A competent Project Manager (PM) can often be the difference between a highly successful project and a dismal failure. PMs generally must communicate with several different functions within a company or community, and often are tasked with collecting deliverables from contributors who outrank them in both experience and position. For this reason, good PMs tend to be professionally well-rounded, diplomatic and resourceful people. But even the best PMs occasionally encounter show-stopping obstacles. As a small business owner I have often had to play the role of Project Manager. Here are seven steps to pave the way and make the small business project management road less bumpy.
Set the Stage – Since the PM will likely have to get those outside their circle of influence to meet deadlines and attend meetings, the introduction of the PM to the task force should be made by a high-ranking individual within the team. If the president of the sponsoring company or mayor of your town introduces you as the backbone of the project, and insists on compliance with your needs, you will have a much better chance of getting what you need by the time you need it.

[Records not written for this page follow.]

use crate::error::{GraphError, Result};
use serde::{Deserialize, Serialize};

/// Configuration for relation inference
#[derive(Debug, Clone, PartialEq, Eq, Serialize, Deserialize)]
pub struct InferenceConfig {
    /// How field type names are resolved against candidate types
    pub match_mode: MatchMode,

    /// Also match generic type arguments (`List<Address>` -> Address)
    pub match_type_arguments: bool,

    /// Keep only types carrying every one of these annotations (empty = keep all)
    #[serde(default)]
    pub required_annotations: Vec<String>,
}

impl Default for InferenceConfig {
    fn default() -> Self {
        Self {
            match_mode: MatchMode::SimpleName,
            match_type_arguments: true,
            required_annotations: Vec::new(),
        }
    }
}

impl InferenceConfig {
    /// Resolve references with package information where it is available
    pub fn package_aware() -> Self {
        Self {
            match_mode: MatchMode::PackageAware,
            ..Default::default()
        }
    }

    /// Validate configuration
    pub fn validate(&self) -> Result<()> {
        if self.required_annotations.iter().any(|a| a.trim().is_empty()) {
            return Err(GraphError::invalid_config(
                "required_annotations must not contain empty names",
            ));
        }

        Ok(())
    }
}

/// Strategy for matching a referenced type name to a declared type
#[derive(Debug, Clone, Copy, PartialEq, Eq, Serialize, Deserialize)]
pub enum MatchMode {
    /// Exact string equality on the simple name. Same-named types in
    /// unrelated packages all match.
    SimpleName,

    /// Qualified references must match `package.Name`; simple references
    /// match when the packages agree, the source imports the target (or its
    /// package with `.*`), or either side has no package.
    PackageAware,
}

Educate Yourself – I have often played the role of Project Manager, and have had to work with people whose jobs are far different from my own. Taking the time to educate myself a little about their function, requirements and limitations has not only earned their respect, but helped me formulate more reasonable expectations.
Insist on Accuracy – As a Project Manager, it won’t take many errors to lose the respect and confidence of your team. I adopt a personal policy of zero tolerance for error, and keep in mind that I am tasked to see the forest as well as the trees.

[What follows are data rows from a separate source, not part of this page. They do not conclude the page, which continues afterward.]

use crate::config::{InferenceConfig, MatchMode};
use crate::error::Result;
use crate::filter::{accepts_all, TypeFilter};
use crate::model::{Model, RelationType, TypeId};
use crate::types::{Field, Type};
use std::collections::BTreeSet;
use std::sync::Arc;

/// Assembles introspected types into a [`Model`] with inferred relations
#[derive(Debug, Default)]
pub struct ModelBuilder {
    config: InferenceConfig,
    filters: Vec<TypeFilter>,
}

impl ModelBuilder {
    pub fn new() -> Self {
        Self::default()
    }

    pub fn with_config(config: InferenceConfig) -> Result<Self> {
        config.validate()?;
        Ok(Self {
            config,
            filters: Vec::new(),
        })
    }

    pub fn config(&self) -> &InferenceConfig {
        &self.config
    }

    /// Keep only types annotated with `annotation`. Unannotated types drop
    /// out of the model entirely.
    #[must_use]
    pub fn filter_for_annotation(self, annotation: impl Into<String>) -> Self {
        self.filter(TypeFilter::annotated_with(annotation))
    }

    /// Keep only types accepted by `predicate`
    #[must_use]
    pub fn filter_each_type(
        self,
        predicate: impl Fn(&Type) -> bool + Send + Sync + 'static,
    ) -> Self {
        let label = format!("custom#{}", self.filters.len());
        self.filter(TypeFilter::new(label, predicate))
    }

    #[must_use]
    pub fn filter(mut self, filter: TypeFilter) -> Self {
        self.filters.push(filter);
        self
    }

    /// Build model from introspected types
    pub fn build(&self, types: Vec<Type>) -> Model {
        self.build_shared(types.into_iter().map(Arc::new).collect())
    }

    /// Build model from types shared with the caller
    pub fn build_shared(&self, types: Vec<Arc<Type>>) -> Model {
        let total = types.len();

        // Phase 1: Filter and create nodes
        let kept = types.into_iter().filter(|ty| self.keeps(ty));
        let mut model = Model::with_types(kept);

        if model.type_count() < total {
            log::debug!(
                "Filtered out {} of {} types",
                total - model.type_count(),
                total
            );
        }

        // Phase 2: Infer encapsulation, one target set per source
        let ids: Vec<TypeId> = model.type_ids().collect();
        let mut encapsulations: Vec<(TypeId, BTreeSet<TypeId>)> = Vec::new();

        for &source_id in &ids {
            let Some(source) = model.get_type(source_id) else {
                continue;
            };

            let mut targets = BTreeSet::new();
            for &target_id in &ids {
                if source_id == target_id {
                    continue;
                }
                let Some(target) = model.get_type(target_id) else {
                    continue;
                };

                if source
                    .fields
                    .iter()
                    .any(|field| self.field_references(source, field, target))
                {
                    targets.insert(target_id);
                }
            }

            if !targets.is_empty() {
                log::debug!(
                    "{} encapsulates {} type(s)",
                    source.qualified_name(),
                    targets.len()
                );
                encapsulations.push((source_id, targets));
            }
        }

        // Phase 3: Create relations
        for (source_id, targets) in encapsulations {
            for target_id in targets {
                // Both ids were issued by `model` above
                if let Err(e) = model.add_relation(source_id, target_id, RelationType::Encapsulates) {
                    log::warn!("Skipping relation: {}", e);
                }
            }
        }

        log::info!(
            "Built type model: {} types, {} relations",
            model.type_count(),
            model.relation_count()
        );

        model
    }

    fn keeps(&self, ty: &Type) -> bool {
        self.config
            .required_annotations
            .iter()
            .all(|annotation| ty.has_annotation(annotation))
            && accepts_all(&self.filters, ty)
    }

    /// Does `field` of `source` name `target`?
    fn field_references(&self, source: &Type, field: &Field, target: &Type) -> bool {
        if self.refers_to(source, &field.type_name, target) {
            return true;
        }

        self.config.match_type_arguments
            && field
                .type_arguments
                .iter()
                .any(|arg| self.refers_to(source, arg, target))
    }

    fn refers_to(&self, source: &Type, reference: &str, target: &Type) -> bool {
        match self.config.match_mode {
            MatchMode::SimpleName => reference == target.name,
            MatchMode::PackageAware => resolves_in_package(source, reference, target),
        }
    }
}

fn resolves_in_package(source: &Type, reference: &str, target: &Type) -> bool {
    if reference.contains('.') {
        return reference == target.qualified_name();
    }
    if reference != target.name {
        return false;
    }

    // Without package information fall back to the name alone
    if source.package.is_empty() || target.package.is_empty() {
        return true;
    }
    if source.package == target.package {
        return true;
    }

    let qualified = target.qualified_name();
    let wildcard = format!("{}.*", target.package);
    source
        .imports
        .iter()
        .any(|import| *import == qualified || *import == wildcard)
}
#![forbid(unsafe_code)]
mod cli;
mod copy;
mod pattern;
mod prune;
mod run;
mod walk;

use anyhow::Result;
use clap::error::ErrorKind;
use clap::Parser;
use cli::Args;
use pattern::NamePattern;
use tracing_subscriber::EnvFilter;

fn main() {
    let args = parse_args();
    init_logging(&args);

    if let Err(e) = run_app(&args) {
        eprintln!("globcopy: {e:#}");
        std::process::exit(1);
    }
}

/// Parse arguments, remapping clap's usage errors (missing positionals,
/// unknown flags) to exit status 1. Help and version still exit 0.
fn parse_args() -> Args {
    match Args::try_parse() {
        Ok(args) => args.validated(),
        Err(e) if matches!(e.kind(), ErrorKind::DisplayHelp | ErrorKind::DisplayVersion) => {
            let _ = e.print();
            std::process::exit(0);
        }
        Err(e) => {
            let _ = e.print();
            std::process::exit(1);
        }
    }
}

/// Install the operator-facing log sink on stderr. RUST_LOG wins; otherwise
/// the level comes from --verbose/--quiet.
fn init_logging(args: &Args) {
    let filter =
        EnvFilter::try_from_default_env().unwrap_or_else(|_| EnvFilter::new(args.log_filter()));
    let _ = tracing_subscriber::fmt()
        .with_env_filter(filter)
        .with_target(false)
        .with_writer(std::io::stderr)
        .try_init();
}

fn run_app(args: &Args) -> Result<()> {
    let pattern = NamePattern::new(&args.pattern)?;
    let summary = run::run(&pattern, &args.source, &args.dest, args.follow_symlinks)?;
    tracing::info!(
        "done: {} files matched, {} empty directories pruned",
        summary.matched,
        summary.pruned
    );
    Ok(())
}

Break Down Deliverables – Whenever possible, I break down deliverables into multiple tiers, each with its own due date. This helps ensure steady progress and avoid last-minute, inferior work just for the sake of meeting a deadline.
Engage Subordinate Help – When I need to deal with team members in a high position, it is helpful to work as much as possible with that person’s administrative assistant or “go-to guy.” Many times they will be able to get me what I need. At the very least they can usually take some of the heat off me by reminding their boss of what needs to be done by when.
Establish Buy-in – As tasks are assigned and deadlines are established, I make sure I get a “Yes” response from the owner of the task to the questions of, “Is this possible?” and “Do you agree to this?” This makes it much more difficult for them to come to the next status meeting and claim they weren’t given enough time.
Avoid Throwing Others under the Bus – As much as I sometimes want to publicly announce that X didn’t get done because Y didn’t meet his deadline, I avoid this sort of unprofessional team play. These types of conversations may very well need to take place, but when they do, I handle them privately, and only with the people who really need to know.